Maryanne Westphal and Barbara Eidam, both 67 and friends since high school, were finishing up a week in Cuba on a cultural exchange on Saturday and said before Obama arrived that they heartily support Obama’s decision to re-establish ties and the cultural outreach.
“I imagine a lot of Americans have different thoughts about ‘Oh, it’s Obama’s vacation,' but I think it’s great he wants to open up Cuba,” said Westphal, of Gainesville, Fla.
Eidam, of Pinehurst, N.C., said her grandparents vacationed in Cuba before the U.S. cut off ties in the wake of Fidel Castro’s rise to power, and that she’s always wanted to see it.
“I think it’s positive that we’re relaxing the restrictions, we can even take back more rum and that’s a good thing,” she said. “But it’s also right for the Cuban people. It gives them more opportunities and that’s a good thing, too.”
Obama drawing criticism for Cuba trip
The Republican National Committee blasted Obama’s trip before his arrival, criticizing it as a “historic mistake” and charging that by traveling now Obama is breaking his promise to visit Cuba only if it showed more human rights progress.
“The president’s trip is not about Cuban liberal movement, it is about legacy,” the committee said in an email, noting that “Hillary Clinton is a steadfast supporter of Obama’s trip and shift in Cuba policy.”
U.S. companies have been eager to do business in Cuba, but leery of working with the Cuban government. The Obama administration is hoping the trip will assuage some of those concerns.
In one of the biggest U.S.-Cuba business deals since the rapprochement, Starwood Hotels & Resorts Worldwide announced Saturday that the U.S. Treasury Department had given it permission to manage two hotels in Cuba.

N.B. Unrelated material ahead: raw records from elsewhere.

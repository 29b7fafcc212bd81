//! Google OAuth 2.0 authorization-code flow.
//!
//! The Discord user ID travels through the flow as the `state` parameter so the
//! callback can find the session record it belongs to.

use crate::clients::json_or_upstream;
use crate::config::settings::GoogleSettings;
use crate::errors::{Error, Result};
use secrecy::{ExposeSecret, SecretString};
use serde_json::Value;
use tracing::instrument;
use url::Url;

const SERVICE: &str = "Google";
const SCOPES: &str = "openid email profile";

/// Google OAuth client
#[derive(Debug, Clone)]
pub struct GoogleOAuth {
    http: reqwest::Client,
    client_id: String,
    client_secret: SecretString,
    redirect_uri: String,
    auth_url: String,
    token_url: String,
}

impl GoogleOAuth {
    /// Builds the client from the `[google]` settings and the client secret.
    #[must_use]
    pub fn new(
        http: reqwest::Client,
        settings: &GoogleSettings,
        client_id: String,
        client_secret: SecretString,
        redirect_uri: String,
    ) -> Self {
        Self {
            http,
            client_id,
            client_secret,
            redirect_uri,
            auth_url: settings.auth_url.clone(),
            token_url: settings.token_url.clone(),
        }
    }

    /// Builds the consent-screen URL the user is sent to from `/login`.
    pub fn authorization_url(&self, state: &str) -> Result<Url> {
        Url::parse_with_params(
            &self.auth_url,
            &[
                ("client_id", self.client_id.as_str()),
                ("redirect_uri", self.redirect_uri.as_str()),
                ("response_type", "code"),
                ("scope", SCOPES),
                ("state", state),
            ],
        )
        .map_err(|e| Error::Config {
            message: format!("Invalid Google auth URL {}: {e}", self.auth_url),
        })
    }

    /// Exchanges an authorization code. Returns the ID token, if Google sent one.
    #[instrument(skip_all)]
    pub async fn exchange_code(&self, code: &str) -> Result<Option<String>> {
        let response = self
            .http
            .post(&self.token_url)
            .form(&[
                ("client_id", self.client_id.as_str()),
                ("client_secret", self.client_secret.expose_secret()),
                ("code", code),
                ("grant_type", "authorization_code"),
                ("redirect_uri", self.redirect_uri.as_str()),
            ])
            .send()
            .await?;
        let body = json_or_upstream(SERVICE, response).await?;
        Ok(body
            .get("id_token")
            .and_then(Value::as_str)
            .map(str::to_string))
    }
}
//! Unsigned Solana transfer transactions.
//!
//! Transactions are assembled locally and handed to Privy as base64
//! `bincode` bytes; the Privy wallet is both fee payer and only signer.

use crate::errors::{Error, Result};
use base64::{Engine, engine::general_purpose::STANDARD};
use solana_sdk::{
    hash::Hash, instruction::Instruction, message::Message, pubkey::Pubkey, system_instruction,
    transaction::Transaction,
};
use std::str::FromStr;

/// What is being sent
#[derive(Debug, Clone, Copy, PartialEq, Eq)]
pub enum Asset {
    /// Lamports through the System program
    Native,
    /// An SPL token, moved between associated token accounts
    Token {
        /// Mint of the token
        mint: Pubkey,
        /// Mint decimals, checked on-chain by `transfer_checked`
        decimals: u8,
        /// Whether the recipient's associated token account must be created first
        create_destination_account: bool,
    },
}

/// One transfer from a Privy wallet
#[derive(Debug, Clone, Copy, PartialEq, Eq)]
pub struct TransferPlan {
    /// Sender wallet, also the fee payer
    pub from: Pubkey,
    /// Recipient wallet (not a token account)
    pub to: Pubkey,
    /// Asset and token-account details
    pub asset: Asset,
    /// Amount in base units
    pub amount: u64,
}

/// Parses a base58 public key.
pub fn parse_pubkey(address: &str) -> Result<Pubkey> {
    Pubkey::from_str(address.trim()).map_err(|_| Error::InvalidAddress {
        address: address.to_string(),
    })
}

/// Associated token account of `wallet` for `mint` under the SPL Token program.
#[must_use]
pub fn associated_token_address(wallet: &Pubkey, mint: &Pubkey) -> Pubkey {
    spl_associated_token_account::get_associated_token_address(wallet, mint)
}

/// Instructions performing `plan`.
pub fn transfer_instructions(plan: &TransferPlan) -> Result<Vec<Instruction>> {
    match plan.asset {
        Asset::Native => Ok(vec![system_instruction::transfer(
            &plan.from,
            &plan.to,
            plan.amount,
        )]),
        Asset::Token {
            mint,
            decimals,
            create_destination_account,
        } => {
            let source = associated_token_address(&plan.from, &mint);
            let destination = associated_token_address(&plan.to, &mint);

            let mut instructions = Vec::with_capacity(2);
            if create_destination_account {
                instructions.push(
                    spl_associated_token_account::instruction::create_associated_token_account(
                        &plan.from,
                        &plan.to,
                        &mint,
                        &spl_token::id(),
                    ),
                );
            }
            let transfer = spl_token::instruction::transfer_checked(
                &spl_token::id(),
                &source,
                &mint,
                &destination,
                &plan.from,
                &[],
                plan.amount,
                decimals,
            )
            .map_err(|e| Error::Transaction {
                message: e.to_string(),
            })?;
            instructions.push(transfer);
            Ok(instructions)
        }
    }
}

/// Serializes an unsigned transaction paid by `payer` as base64.
pub fn encode_unsigned(instructions: &[Instruction], payer: &Pubkey, blockhash: Hash) -> Result<String> {
    let message = Message::new_with_blockhash(instructions, Some(payer), &blockhash);
    let transaction = Transaction::new_unsigned(message);
    let bytes = bincode::serialize(&transaction).map_err(|e| Error::Transaction {
        message: e.to_string(),
    })?;
    Ok(STANDARD.encode(bytes))
}

/// Builds and encodes the transaction for `plan`.
pub fn build_transfer(plan: &TransferPlan, blockhash: Hash) -> Result<String> {
    encode_unsigned(&transfer_instructions(plan)?, &plan.from, blockhash)
}

#[cfg(test)]
pub(crate) fn decode(encoded: &str) -> Transaction {
    #![allow(clippy::unwrap_used)]
    bincode::deserialize(&STANDARD.decode(encoded).unwrap()).unwrap()
}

The historic Hotel Inglaterra will become part of the chain’s Luxury Collection and the Hotel Quinta Avenida will be rebranded as a Four Points by Sheraton.
The detentions of Cuba
Prior to President Barack Obama’s landing, as they have for 46 consecutive Sundays, the dissident Ladies in White marched along Havana’s Fifth Avenue to demand respect for human rights and amnesty for political prisoners. After a rally in a nearby park with more international journalists in attendance than dissidents, it appeared they had escaped their usual fate of arrest and short-term detentions. But they decided to march another two blocks where state security, three buses and a pro-government crowd waving small Cuban flags and placards with slogans such as “Long live Fidel and Raul waited.”
As they approached the intersection, the Ladies tossed fliers and scraps of paper advertising their cause before going limp in the middle of the street.
State security quickly hustled them into three waiting buses that said “Operations” amid pushing and shoving. The last Lady in White had scarcely been removed from the street before pro-government Cubans began cleaning up the fliers.
It’s a well-practiced ballet that occurs week after week, but what made it different Sunday was the presence of so many journalists and that it occurred just hours before Obama’s visit.
He plans to meet with members of Cuba’s civil society, including dissidents, on Tuesday.
Antonio Rodiles, one of the founders of the Forum for Right and Liberty anti-government, said he has been invited to the embassy event, which is scheduled just after the president’s address to the Cuban people.
“We want to see a clear message about repression in Cuba from President Obama,” he said. “What we need is freedom for our country, what we need is freedom for our people. We want a clear message so people understand this in the United States.”
Many of the dissidents who gathered in Gandhi Park as part of the #TodosMarchamos campaign said they didn’t think it was the right time for Obama’s visit and said the United States should have imposed conditions on Cuba before he came to the island.